Sucesos y acontecimientos; el suceder y el acontecer

Si el ejercicio del periodismo precisa en su vertiente más activa de un acontecimiento o suceso y se supedita a éste como el esclavo al tirano que lo subyuga, el acontecer o suceder precisa de condiciones, causas o motivos interdependientes y tan sinérgicos como pintorescos que cuando son observados con la agudeza de un investigador resultaran, incluso para el científico, insondables y a la postre irracionales pero han espoleado siempre la curiosidad, tan humana, a probar, buscar y mostrar luego lo que subyace oculto tras un suceso por complejo que éste sea.
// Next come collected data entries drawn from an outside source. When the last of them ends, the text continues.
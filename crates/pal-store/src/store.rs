//! # Store Capabilities
//!
//! The reconciliation engine consumes two narrow capabilities rather than a
//! concrete client, so tests substitute in-memory fakes for both.
//!
//! - [`MetadataStore`]: keyed insert and keyed get over product records.
//!   No update or delete. Reads always return the latest committed write;
//!   implementations must not cache.
//! - [`PendingRegistrationStore`]: saga markers for registrations whose
//!   store write has not yet committed.
//!
//! All calls are blocking. Callers impose any timeout.

use pal_core::ProductId;

use crate::error::StoreError;
use crate::record::{PendingRegistration, ProductRecord};

/// Keyed access to descriptive product records.
pub trait MetadataStore: Send + Sync {
    /// Insert a new record. Fails with [`StoreError::Conflict`] if the
    /// product id is already present.
    fn insert(&self, record: &ProductRecord) -> Result<(), StoreError>;

    /// Fetch a record. Fails with [`StoreError::NotFound`] if absent.
    fn get(&self, product_id: &ProductId) -> Result<ProductRecord, StoreError>;

    /// Human-readable name of this backend.
    fn store_name(&self) -> &str;
}

/// Saga markers for in-flight registrations.
pub trait PendingRegistrationStore: Send + Sync {
    /// Record a marker. Fails with [`StoreError::Conflict`] if a marker for
    /// the same product is already present.
    fn put_pending(&self, marker: &PendingRegistration) -> Result<(), StoreError>;

    /// Remove the marker for `product_id`. Returns `false` if there was none.
    fn clear_pending(&self, product_id: &ProductId) -> Result<bool, StoreError>;

    /// All markers, ordered by product id.
    fn list_pending(&self) -> Result<Vec<PendingRegistration>, StoreError>;
}
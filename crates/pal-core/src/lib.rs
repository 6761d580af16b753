#![deny(missing_docs)]

//! # pal-core — Foundational Types for the Product Authenticity Ledger
//!
//! Leaf crate of the PAL workspace. Every other crate depends on `pal-core`;
//! it depends on nothing internal.
//!
//! ## Key Design Principles
//!
//! 1. **Newtype wrappers for domain primitives.** `ProductId`, `BatchNumber`,
//!    `Identity` — validated constructors, no bare strings at the boundaries.
//!
//! 2. **`CanonicalBytes` newtype.** All digest computation flows through
//!    `CanonicalBytes`. The product fingerprint uses the type-tagged,
//!    length-prefixed field encoding (`CanonicalBytes::from_fields`); structured
//!    payloads use JCS (`CanonicalBytes::new`).
//!
//! 3. **UTC-only timestamps.** `Timestamp` is UTC with seconds precision and
//!    renders as `YYYY-MM-DDTHH:MM:SSZ`, the exact form the fingerprint hashes.
//!
//! 4. **Injected time.** Nothing reads the wall clock directly; the `Clock`
//!    trait is passed in so tests can pin time.
//!
//! ## Crate Policy
//!
//! - No dependencies on other `pal-*` crates.
//! - No `unsafe` code.
//! - No `panic!()` or `.unwrap()` outside tests.

pub mod canonical;
pub mod clock;
pub mod digest;
pub mod error;
pub mod fingerprint;
pub mod identity;
pub mod temporal;

// Re-export primary types for ergonomic imports.
pub use canonical::{CanonicalBytes, CanonicalField};
pub use clock::{Clock, FixedClock, ManualClock, SystemClock};
pub use digest::{sha256_digest, sha256_hex, ContentDigest, DigestAlgorithm};
pub use error::{ErrorKind, ValidationError};
pub use fingerprint::{fingerprint, Fingerprint, ProductFields};
pub use identity::{BatchNumber, Identity, ProductId};
pub use temporal::Timestamp;
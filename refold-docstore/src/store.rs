//! [`EventStore`] adapter over a [`DocumentClient`].
//!
//! Appends are a read-modify-write of the stream's tip, conditional on
//! its etag. Events overflowing the tip's capacity migrate to calf
//! batches; unfolds only ever live in the tip's `u` array and never take
//! an index in the event log.

use chrono::Utc;
use refold_core::{
    AppendOutcome, EventData, EventStore, ExpectedVersion, StoreError, StreamName, StreamToken,
    TimelineEvent,
    store::{Operation, OriginPredicate},
    token::Position,
};

use crate::{
    client::{DocumentClient, ReplaceOutcome},
    document::{
        BatchDocument, EventDocument, TipDocument, UnfoldDocument, timeline_event, timeline_unfold,
    },
};

/// Default number of recent events retained in the tip.
pub const DEFAULT_TIP_MAX_EVENTS: usize = 32;

/// Default events-per-page for reads.
pub const DEFAULT_BATCH_SIZE: usize = 500;

/// Document-store backend.
#[derive(Clone)]
pub struct DocumentStore<C> {
    client: C,
    tip_max_events: usize,
    batch_size: usize,
    max_batches: Option<usize>,
}

impl<C> DocumentStore<C> {
    #[must_use]
    pub fn new(client: C) -> Self {
        Self {
            client,
            tip_max_events: DEFAULT_TIP_MAX_EVENTS,
            batch_size: DEFAULT_BATCH_SIZE,
            max_batches: None,
        }
    }

    /// Override the tip capacity.
    ///
    /// # Panics
    ///
    /// Panics if `tip_max_events` is zero.
    #[must_use]
    pub fn with_tip_max_events(mut self, tip_max_events: usize) -> Self {
        assert!(tip_max_events > 0, "tip_max_events must be positive");
        self.tip_max_events = tip_max_events;
        self
    }

    /// Override the read page size and optional page budget.
    ///
    /// # Panics
    ///
    /// Panics if `batch_size` is zero.
    #[must_use]
    pub fn with_batching(mut self, batch_size: usize, max_batches: Option<usize>) -> Self {
        assert!(batch_size > 0, "batch_size must be positive");
        self.batch_size = batch_size;
        self.max_batches = max_batches;
        self
    }

    fn token_from_tip(&self, tip: &TipDocument) -> StreamToken {
        let position = Position {
            stream_version: tip.stream_version(),
            compaction_event_index: tip.unfold_version(),
            batch_capacity_limit: None,
        }
        .with_capacity_hint(self.batch_size);
        StreamToken::at(position)
            .with_bytes(tip.size())
            .with_tag(tip.etag.clone())
    }

    fn charge_batches(&self, stream: &StreamName, batches: usize) -> Result<(), StoreError> {
        if let Some(max_batches) = self.max_batches
            && batches > max_batches
        {
            return Err(StoreError::BatchLimitExceeded {
                stream: stream.as_str().to_owned(),
                max_batches,
            });
        }
        Ok(())
    }

    fn event_document(data: EventData) -> EventDocument {
        EventDocument {
            c: data.event_type,
            d: data.data,
            m: data.meta,
            id: data.id,
            correlation_id: data.correlation_id,
            causation_id: data.causation_id,
            t: Utc::now(),
        }
    }

    fn unfold_document(data: EventData, version: i64) -> UnfoldDocument {
        UnfoldDocument {
            i: version,
            c: data.event_type,
            d: data.data,
            m: data.meta,
            id: data.id,
            t: Utc::now(),
        }
    }
}

impl<C: DocumentClient> DocumentStore<C> {
    fn client_err(
        stream: &StreamName,
        operation: Operation,
        source: C::Error,
    ) -> StoreError {
        StoreError::unavailable(stream, operation, source)
    }

    async fn read_calves(
        &self,
        stream: &StreamName,
        from_index: i64,
    ) -> Result<Vec<BatchDocument>, StoreError> {
        self.client
            .read_batches(stream.as_str(), from_index)
            .await
            .map_err(|e| Self::client_err(stream, Operation::Load, e))
    }
}

impl<C: DocumentClient> EventStore for DocumentStore<C> {
    fn empty_token(&self) -> StreamToken {
        StreamToken::empty(self.batch_size)
    }

    #[tracing::instrument(skip(self), fields(stream = %stream))]
    async fn load_forward<'a>(
        &'a self,
        stream: &'a StreamName,
        from_index: i64,
        _require_leader: bool,
    ) -> Result<(StreamToken, Vec<TimelineEvent>), StoreError> {
        let tip = self
            .client
            .read_tip(stream.as_str())
            .await
            .map_err(|e| Self::client_err(stream, Operation::Load, e))?;
        let Some(tip) = tip else {
            return Ok((self.empty_token(), Vec::new()));
        };

        let mut batches_read = 1;
        let mut events = Vec::new();
        if from_index < tip.i {
            let calves = self.read_calves(stream, from_index).await?;
            let first_available = calves.first().map_or(tip.i, |batch| batch.i.min(tip.i));
            if from_index < first_available {
                return Err(StoreError::StreamTruncated {
                    stream: stream.as_str().to_owned(),
                    missing_index: from_index,
                });
            }
            for batch in calves {
                batches_read += 1;
                for (offset, doc) in batch.e.iter().enumerate() {
                    let index = batch.i + offset as i64;
                    if index >= from_index && index < tip.i {
                        events.push(timeline_event(index, doc));
                    }
                }
            }
        }
        for (offset, doc) in tip.e.iter().enumerate() {
            let index = tip.i + offset as i64;
            if index >= from_index {
                events.push(timeline_event(index, doc));
            }
        }
        // Unfolds at or past the requested position ride along so that an
        // incremental reload observes state changes that never took an
        // index (rolling-state writes).
        let mut unfolds: Vec<&UnfoldDocument> =
            tip.u.iter().filter(|unfold| unfold.i >= from_index).collect();
        unfolds.sort_by_key(|unfold| unfold.i);
        events.extend(unfolds.into_iter().map(timeline_unfold));

        self.charge_batches(stream, batches_read)?;
        let token = self.token_from_tip(&tip);
        tracing::trace!(events = events.len(), version = token.version, "forward load");
        Ok((token, events))
    }

    #[tracing::instrument(skip(self, is_origin), fields(stream = %stream))]
    async fn load_backward_until<'a>(
        &'a self,
        stream: &'a StreamName,
        is_origin: OriginPredicate<'a>,
        _require_leader: bool,
    ) -> Result<(StreamToken, Vec<TimelineEvent>), StoreError> {
        let tip = self
            .client
            .read_tip(stream.as_str())
            .await
            .map_err(|e| Self::client_err(stream, Operation::Load, e))?;
        let Some(tip) = tip else {
            return Ok((self.empty_token(), Vec::new()));
        };
        let token = self.token_from_tip(&tip);

        // Freshest unfold first: a matching unfold satisfies the load from
        // the tip alone.
        let mut unfolds: Vec<&UnfoldDocument> = tip.u.iter().collect();
        unfolds.sort_by_key(|unfold| std::cmp::Reverse(unfold.i));
        for unfold in unfolds {
            let candidate = timeline_unfold(unfold);
            if is_origin(&candidate) {
                self.charge_batches(stream, 1)?;
                tracing::trace!(unfold = unfold.i, "origin unfold");
                return Ok((token, vec![candidate]));
            }
        }

        // Tip events, newest first.
        let tip_events: Vec<TimelineEvent> = tip
            .e
            .iter()
            .enumerate()
            .map(|(offset, doc)| timeline_event(tip.i + offset as i64, doc))
            .collect();
        if let Some(offset) = tip_events.iter().rposition(is_origin) {
            self.charge_batches(stream, 1)?;
            return Ok((token, tip_events[offset..].to_vec()));
        }

        // Walk calf batches backward.
        let calves = self.read_calves(stream, 0).await?;
        let batches_read = 1 + calves.len();
        self.charge_batches(stream, batches_read)?;

        let mut earlier: Vec<TimelineEvent> = Vec::new();
        let mut origin_at: Option<usize> = None;
        for batch in &calves {
            for (offset, doc) in batch.e.iter().enumerate() {
                earlier.push(timeline_event(batch.i + offset as i64, doc));
            }
        }
        for (position, event) in earlier.iter().enumerate().rev() {
            if is_origin(event) {
                origin_at = Some(position);
                break;
            }
        }

        let cut = origin_at.unwrap_or(0);
        if origin_at.is_none()
            && let Some(first) = earlier.first().map(|e| e.index).or(tip_events.first().map(|e| e.index))
            && first > 0
        {
            return Err(StoreError::StreamTruncated {
                stream: stream.as_str().to_owned(),
                missing_index: 0,
            });
        }
        let mut events = earlier.split_off(cut);
        events.extend(tip_events);
        tracing::trace!(events = events.len(), "backward load");
        Ok((token, events))
    }

    #[tracing::instrument(
        skip(self, token, events, unfolds),
        fields(stream = %stream, events = events.len(), unfolds = unfolds.len())
    )]
    async fn append<'a>(
        &'a self,
        stream: &'a StreamName,
        token: &'a StreamToken,
        expected: ExpectedVersion,
        events: Vec<EventData>,
        unfolds: Vec<EventData>,
    ) -> Result<AppendOutcome, StoreError> {
        let tip = self
            .client
            .read_tip(stream.as_str())
            .await
            .map_err(|e| Self::client_err(stream, Operation::Append, e))?;
        let current_version = tip.as_ref().map_or(-1, TipDocument::stream_version);
        if !expected.accepts(current_version) {
            tracing::debug!(?expected, current_version, "append rejected on version");
            return Ok(AppendOutcome::Conflict);
        }
        // Unfold-only writes advance the etag without moving the version;
        // the tag check catches races the version check cannot see.
        if !matches!(expected, ExpectedVersion::Any)
            && let (Some(tag), Some(tip)) = (&token.tag, &tip)
            && *tag != tip.etag
        {
            tracing::debug!("append rejected on etag");
            return Ok(AppendOutcome::Conflict);
        }

        let (mut base, mut tip_events, prior_unfolds, expected_etag) = match tip {
            Some(tip) => (tip.i, tip.e, tip.u, Some(tip.etag)),
            None => (0, Vec::new(), Vec::new(), None),
        };
        let new_version = current_version + events.len() as i64;
        tip_events.extend(events.into_iter().map(Self::event_document));

        // Overflowing events migrate to a calf batch keyed by its starting
        // index; the tip keeps the most recent ones.
        if tip_events.len() > self.tip_max_events {
            let spill = tip_events.len() - self.tip_max_events;
            let calf_events: Vec<EventDocument> = tip_events.drain(..spill).collect();
            self.client
                .write_batch(BatchDocument::new(stream.as_str(), base, calf_events))
                .await
                .map_err(|e| Self::client_err(stream, Operation::Append, e))?;
            base += spill as i64;
        }

        let unfolds = if unfolds.is_empty() {
            prior_unfolds
        } else {
            unfolds
                .into_iter()
                .map(|data| Self::unfold_document(data, new_version + 1))
                .collect()
        };

        let new_tip = TipDocument {
            id: stream.as_str().to_owned(),
            etag: String::new(),
            i: base,
            e: tip_events,
            u: unfolds,
        };
        let stream_bytes = new_tip.size();
        let compaction = new_tip.unfold_version();

        match self
            .client
            .try_replace_tip(stream.as_str(), expected_etag.as_deref(), new_tip)
            .await
            .map_err(|e| Self::client_err(stream, Operation::Append, e))?
        {
            ReplaceOutcome::Replaced { etag } => {
                let position = Position {
                    stream_version: new_version,
                    compaction_event_index: compaction,
                    batch_capacity_limit: None,
                }
                .with_capacity_hint(self.batch_size);
                let token = StreamToken::at(position)
                    .with_bytes(stream_bytes)
                    .with_tag(etag);
                tracing::debug!(version = token.version, "append accepted");
                Ok(AppendOutcome::Written(token))
            }
            ReplaceOutcome::PreconditionFailed => {
                tracing::debug!("append lost the etag race");
                Ok(AppendOutcome::Conflict)
            }
        }
    }
}
//! Wire-level event records and the codec seam.
//!
//! Two shapes cross the adapter boundary: [`EventData`] going in (what a
//! transaction writes) and [`TimelineEvent`] coming out (what a read
//! yields). Both carry opaque bodies; mapping them to and from application
//! event types is the job of an [`EventCodec`] implementation.

use chrono::{DateTime, Utc};
use uuid::Uuid;

/// Event read back from a store, positioned on the stream's timeline.
#[derive(Debug, Clone, PartialEq, Eq)]
pub struct TimelineEvent {
    /// Zero-based, dense index within the stream.
    pub index: i64,
    /// Type tag routing the opaque body back to an application event.
    pub event_type: String,
    /// Opaque data body.
    pub data: Vec<u8>,
    /// Opaque metadata body.
    pub meta: Vec<u8>,
    pub id: Uuid,
    pub correlation_id: Option<String>,
    pub causation_id: Option<String>,
    pub timestamp: DateTime<Utc>,
    /// Whether this record was surfaced from a tip document's unfold array
    /// rather than the canonical event log. Unfolds carry the stream
    /// version they reflect (one past the last event folded into them).
    pub is_unfold: bool,
}

impl TimelineEvent {
    /// Approximate wire size of the record.
    #[must_use]
    pub fn size(&self) -> usize {
        self.data.len() + self.meta.len() + self.event_type.len() + 80
    }
}

/// Event ready to be written to a store.
#[derive(Debug, Clone, PartialEq, Eq)]
pub struct EventData {
    pub id: Uuid,
    pub event_type: String,
    pub data: Vec<u8>,
    pub meta: Vec<u8>,
    pub correlation_id: Option<String>,
    pub causation_id: Option<String>,
}

impl EventData {
    /// Approximate wire size of the record.
    #[must_use]
    pub fn size(&self) -> usize {
        self.data.len() + self.meta.len() + self.event_type.len() + 80
    }
}

/// Correlation context threaded through [`EventCodec::encode`] when
/// transacting.
#[derive(Debug, Clone, Default, PartialEq, Eq)]
pub struct EventContext {
    pub correlation_id: Option<String>,
    pub causation_id: Option<String>,
}

/// Maps application events to and from their wire form.
///
/// Decoding is total: an event whose type tag (or body) is not recognised
/// yields `None` and is skipped by the fold. Terminal conditions are the
/// codec's to raise from `encode`, in which case they propagate to the
/// caller unchanged.
pub trait EventCodec: Send + Sync {
    /// Application event type (usually an enum over the stream's cases).
    type Event;
    /// Context value threaded into [`encode`](Self::encode) by the caller.
    type Context;
    type Error: std::error::Error + Send + Sync + 'static;

    /// Encode an application event to its wire form.
    ///
    /// # Errors
    ///
    /// Returns the codec's error if the event cannot be serialised; the
    /// engine propagates this without appending anything.
    fn encode(
        &self,
        context: &Self::Context,
        event: &Self::Event,
    ) -> Result<EventData, Self::Error>;

    /// Decode a stored event, or `None` for unknown/undecodable records.
    fn try_decode(&self, event: &TimelineEvent) -> Option<Self::Event>;
}

/// Per-instance wire type tag.
///
/// Implemented by application event enums; each variant reports the tag
/// its body is stored under.
pub trait EventType {
    fn event_type(&self) -> &'static str;
}

/// JSON codec backed by `serde_json`.
///
/// Serialises the whole event value as the data body (externally tagged
/// for enums) and stamps [`EventType::event_type`] as the wire tag.
/// Records whose body does not deserialise back into `E` decode to `None`.
#[derive(Debug, Default, Clone, Copy)]
pub struct JsonCodec<E> {
    _event: std::marker::PhantomData<fn() -> E>,
}

impl<E> JsonCodec<E> {
    #[must_use]
    pub const fn new() -> Self {
        Self {
            _event: std::marker::PhantomData,
        }
    }
}

impl<E> EventCodec for JsonCodec<E>
where
    E: serde::Serialize + serde::de::DeserializeOwned + EventType + Send + Sync,
{
    type Context = EventContext;
    type Error = serde_json::Error;
    type Event = E;

    fn encode(&self, context: &EventContext, event: &E) -> Result<EventData, Self::Error> {
        Ok(EventData {
            id: Uuid::new_v4(),
            event_type: event.event_type().to_owned(),
            data: serde_json::to_vec(event)?,
            meta: Vec::new(),
            correlation_id: context.correlation_id.clone(),
            causation_id: context.causation_id.clone(),
        })
    }

    fn try_decode(&self, event: &TimelineEvent) -> Option<E> {
        serde_json::from_slice(&event.data).ok()
    }
}
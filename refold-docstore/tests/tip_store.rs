//! Tip/calf mechanics and engine integration over the in-memory
//! document client.

use std::{sync::Arc, time::Duration};

use refold_core::{
    AccessStrategy, AppendOutcome, CachingStrategy, Category, Decider, EventContext, EventData,
    EventStore, EventType, ExpectedVersion, Fold, JsonCodec, LoadOption, StateCache, StoreError,
    StreamName,
};
use refold_docstore::{DocumentClient, DocumentStore, MemoryDocumentClient};
use serde::{Deserialize, Serialize};
use uuid::Uuid;

#[derive(Clone, Debug, PartialEq, Eq, Serialize, Deserialize)]
enum CounterEvent {
    Incremented { by: i64 },
    Snapshotted { total: i64 },
}

impl EventType for CounterEvent {
    fn event_type(&self) -> &'static str {
        match self {
            Self::Incremented { .. } => "Incremented",
            Self::Snapshotted { .. } => "Snapshotted",
        }
    }
}

#[derive(Clone, Debug, Default, PartialEq, Eq)]
struct Counter {
    total: i64,
}

impl Fold for Counter {
    type Event = CounterEvent;

    fn initial() -> Self {
        Self::default()
    }

    fn evolve(&mut self, event: &CounterEvent) {
        match event {
            CounterEvent::Incremented { by } => self.total += by,
            CounterEvent::Snapshotted { total } => self.total = *total,
        }
    }
}

fn is_snapshot(event: &CounterEvent) -> bool {
    matches!(event, CounterEvent::Snapshotted { .. })
}

fn snapshot(state: &Counter) -> CounterEvent {
    CounterEvent::Snapshotted { total: state.total }
}

fn stream(id: &str) -> StreamName {
    StreamName::new("Counter", id).unwrap()
}

fn ctx() -> EventContext {
    EventContext::default()
}

fn raw_event(tag: &str) -> EventData {
    EventData {
        id: Uuid::new_v4(),
        event_type: tag.to_owned(),
        data: b"{\"Incremented\":{\"by\":1}}".to_vec(),
        meta: Vec::new(),
        correlation_id: None,
        causation_id: None,
    }
}

type CounterDecider =
    Decider<DocumentStore<MemoryDocumentClient>, JsonCodec<CounterEvent>, Counter>;

fn decider(
    store: DocumentStore<MemoryDocumentClient>,
    access: AccessStrategy<Counter, CounterEvent>,
    id: &str,
) -> CounterDecider {
    let category =
        Category::new(store, JsonCodec::new(), access, CachingStrategy::NoCaching).unwrap();
    Decider::new(Arc::new(category), stream(id))
}

fn increment(by: i64) -> impl Fn(&Counter) -> Vec<CounterEvent> {
    move |_| vec![CounterEvent::Incremented { by }]
}

// ============================================================================
// Adapter primitives
// ============================================================================

#[tokio::test]
async fn append_creates_the_tip_and_mints_a_tagged_token() {
    let store = DocumentStore::new(MemoryDocumentClient::new());
    let token = store.empty_token();
    let outcome = store
        .append(
            &stream("a"),
            &token,
            ExpectedVersion::NoStream,
            vec![raw_event("Incremented")],
            vec![],
        )
        .await
        .unwrap();
    let AppendOutcome::Written(token) = outcome else {
        panic!("expected write");
    };
    assert_eq!(token.position.stream_version, 0);
    assert_eq!(token.version, 1);
    assert!(token.tag.is_some(), "token must carry the tip etag");
    assert!(token.stream_bytes > 0);
}

#[tokio::test]
async fn second_create_conflicts() {
    let store = DocumentStore::new(MemoryDocumentClient::new());
    let token = store.empty_token();
    store
        .append(
            &stream("a"),
            &token,
            ExpectedVersion::NoStream,
            vec![raw_event("Incremented")],
            vec![],
        )
        .await
        .unwrap();
    let outcome = store
        .append(
            &stream("a"),
            &token,
            ExpectedVersion::NoStream,
            vec![raw_event("Incremented")],
            vec![],
        )
        .await
        .unwrap();
    assert_eq!(outcome, AppendOutcome::Conflict);
}

#[tokio::test]
async fn stale_etag_conflicts_even_at_the_same_version() {
    let store = DocumentStore::new(MemoryDocumentClient::new());
    let empty = store.empty_token();

    // Two writers replace only unfolds: the version never moves, the etag
    // does.
    let AppendOutcome::Written(first) = store
        .append(
            &stream("roll"),
            &empty,
            ExpectedVersion::NoStream,
            vec![],
            vec![raw_event("Snapshotted")],
        )
        .await
        .unwrap()
    else {
        panic!("expected write");
    };
    assert_eq!(first.position.stream_version, -1);

    let outcome = store
        .append(
            &stream("roll"),
            &first,
            ExpectedVersion::NoStream,
            vec![],
            vec![raw_event("Snapshotted")],
        )
        .await
        .unwrap();
    assert!(matches!(outcome, AppendOutcome::Written(_)));

    // A third write based on the first token must lose.
    let outcome = store
        .append(
            &stream("roll"),
            &first,
            ExpectedVersion::NoStream,
            vec![],
            vec![raw_event("Snapshotted")],
        )
        .await
        .unwrap();
    assert_eq!(outcome, AppendOutcome::Conflict);
}

#[tokio::test]
async fn overflowing_events_migrate_to_calf_batches() {
    let client = MemoryDocumentClient::new();
    let store = DocumentStore::new(client.clone()).with_tip_max_events(4);
    let decider = decider(store.clone(), AccessStrategy::Unoptimized, "calved");

    for _ in 0..10 {
        decider.transact(&ctx(), increment(1)).await.unwrap();
    }
    assert!(client.batch_count("Counter-calved") > 0, "tip should have calved");

    // A forward replay still sees the full dense history.
    let (token, events) = store.load_forward(&stream("calved"), 0, false).await.unwrap();
    assert_eq!(token.position.stream_version, 9);
    let indices: Vec<i64> = events.iter().map(|e| e.index).collect();
    assert_eq!(indices, (0..10).collect::<Vec<i64>>());

    let total = decider.query(|c| c.total).await.unwrap();
    assert_eq!(total, 10);
}

#[tokio::test]
async fn missing_calves_surface_as_truncation() {
    let client = MemoryDocumentClient::new();
    let store = DocumentStore::new(client.clone());

    // Hand-build a tip that claims earlier events without any calf
    // backing them.
    let tip = refold_docstore::TipDocument {
        id: "Counter-cut".into(),
        etag: String::new(),
        i: 5,
        e: Vec::new(),
        u: Vec::new(),
    };
    client.try_replace_tip("Counter-cut", None, tip).await.unwrap();

    let err = store.load_forward(&stream("cut"), 0, false).await.unwrap_err();
    assert!(matches!(err, StoreError::StreamTruncated { missing_index: 0, .. }));
}

// ============================================================================
// Engine integration
// ============================================================================

#[tokio::test]
async fn snapshot_strategy_loads_from_the_tip_unfold_alone() {
    let client = MemoryDocumentClient::new();
    let store = DocumentStore::new(client.clone()).with_tip_max_events(2);
    let access = AccessStrategy::snapshot(is_snapshot, snapshot);
    let writer = decider(store.clone(), access.clone(), "snapped");

    for _ in 0..7 {
        writer.transact(&ctx(), increment(1)).await.unwrap();
    }
    // Events are in the log (several calved), yet the unfold answers the
    // load from the tip.
    let total = writer.query(|c| c.total).await.unwrap();
    assert_eq!(total, 7);

    let (token, events) = store
        .load_backward_until(&stream("snapped"), &|e| e.is_unfold, false)
        .await
        .unwrap();
    assert_eq!(events.len(), 1);
    assert!(events[0].is_unfold);
    assert_eq!(token.position.stream_version, 6);
    assert_eq!(token.position.compaction_event_index, Some(7));
}

#[tokio::test]
async fn rolling_state_stream_holds_only_the_latest_snapshot() {
    let client = MemoryDocumentClient::new();
    let store = DocumentStore::new(client.clone());
    let writer = decider(store.clone(), AccessStrategy::rolling_state(snapshot), "latest");

    writer.transact(&ctx(), increment(3)).await.unwrap();
    writer.transact(&ctx(), increment(4)).await.unwrap();

    // No events ever take an index; state lives in the unfold.
    let tip = client.read_tip("Counter-latest").await.unwrap().unwrap();
    assert!(tip.e.is_empty());
    assert_eq!(tip.u.len(), 1);
    assert_eq!(tip.stream_version(), -1);

    let total = writer.query(|c| c.total).await.unwrap();
    assert_eq!(total, 7);
}

#[tokio::test]
async fn conflicting_rolling_writes_resync_through_the_unfold() {
    let client = MemoryDocumentClient::new();
    let store = DocumentStore::new(client.clone());
    let access = AccessStrategy::rolling_state(snapshot);

    // Writer A caches its view; writer B moves the stream (etag only, the
    // version never advances for rolling state).
    let caching = CachingStrategy::SlidingWindow {
        cache: Arc::new(StateCache::new()),
        window: Duration::from_secs(60),
    };
    let category_a =
        Category::new(store.clone(), JsonCodec::new(), access.clone(), caching).unwrap();
    let writer_a = Decider::new(Arc::new(category_a), stream("raced"));
    let writer_b = decider(store.clone(), access.clone(), "raced");

    writer_a.transact(&ctx(), increment(1)).await.unwrap();
    writer_b.transact(&ctx(), increment(10)).await.unwrap();

    // A transacts from its stale cached pair: the etag check conflicts,
    // the resync folds B's unfold, and the decision is re-run.
    writer_a
        .transact_with(LoadOption::AnyCachedValue, &ctx(), |state| {
            ((), increment(100)(state))
        })
        .await
        .unwrap();

    let total = writer_b.query(|c| c.total).await.unwrap();
    assert_eq!(total, 111);
}

#[tokio::test]
async fn unoptimized_replay_folds_trailing_unfolds_idempotently() {
    let client = MemoryDocumentClient::new();
    let store = DocumentStore::new(client.clone());
    let writer = decider(
        store.clone(),
        AccessStrategy::snapshot(is_snapshot, snapshot),
        "mixed",
    );
    writer.transact(&ctx(), increment(2)).await.unwrap();
    writer.transact(&ctx(), increment(5)).await.unwrap();

    // A forward replay sees events plus the snapshot; the snapshot fold
    // must land on the same value.
    let replayer = decider(store, AccessStrategy::Unoptimized, "mixed");
    let total = replayer.query(|c| c.total).await.unwrap();
    assert_eq!(total, 7);
}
A la condición de la naturaleza humana debe achacarse el margen de lo desconocido, de la intimidad más profunda de lo observado.

La mediación política y la mediación social

Afortunadamente los sucesos políticos son más fáciles de analizar porque la intencionalidad humana aflora, tarde o temprano, dejando una huella tan reconocible como la de un ácido en un metal sensible y afortunadamente el periodismo podrá falsear el suceso por negligencia, podrá ocultar culpables, suavizar o magnificar sentencias que corresponden por su gravedad a jueces o magistrados, en fin, crear opinión oportuna pero no podrá nunca - a veces, muy a su pesar suyo - modificar lo sucedido. Posiblemente aquí sea donde radica la dignidad de la labor periodística puesto que va a mostrar a priori no una intención sino un objeto: el suceso entendido como fenómeono ordenado de la realidad según un criterio social e intelectual elaborado a posteriori del suceso desde las diferentes secciones que componen una redacción profesional en un centro o sede informativa y por ésto se hace tan atractiva la labor informativa para aquellos que buscan proyectar una imagen de la realidad o mostrar una imagen falseada de ella: la intencionalidad de la noticia, pactada o no pactada, pretendida o no pretendida pero subyacente siempre.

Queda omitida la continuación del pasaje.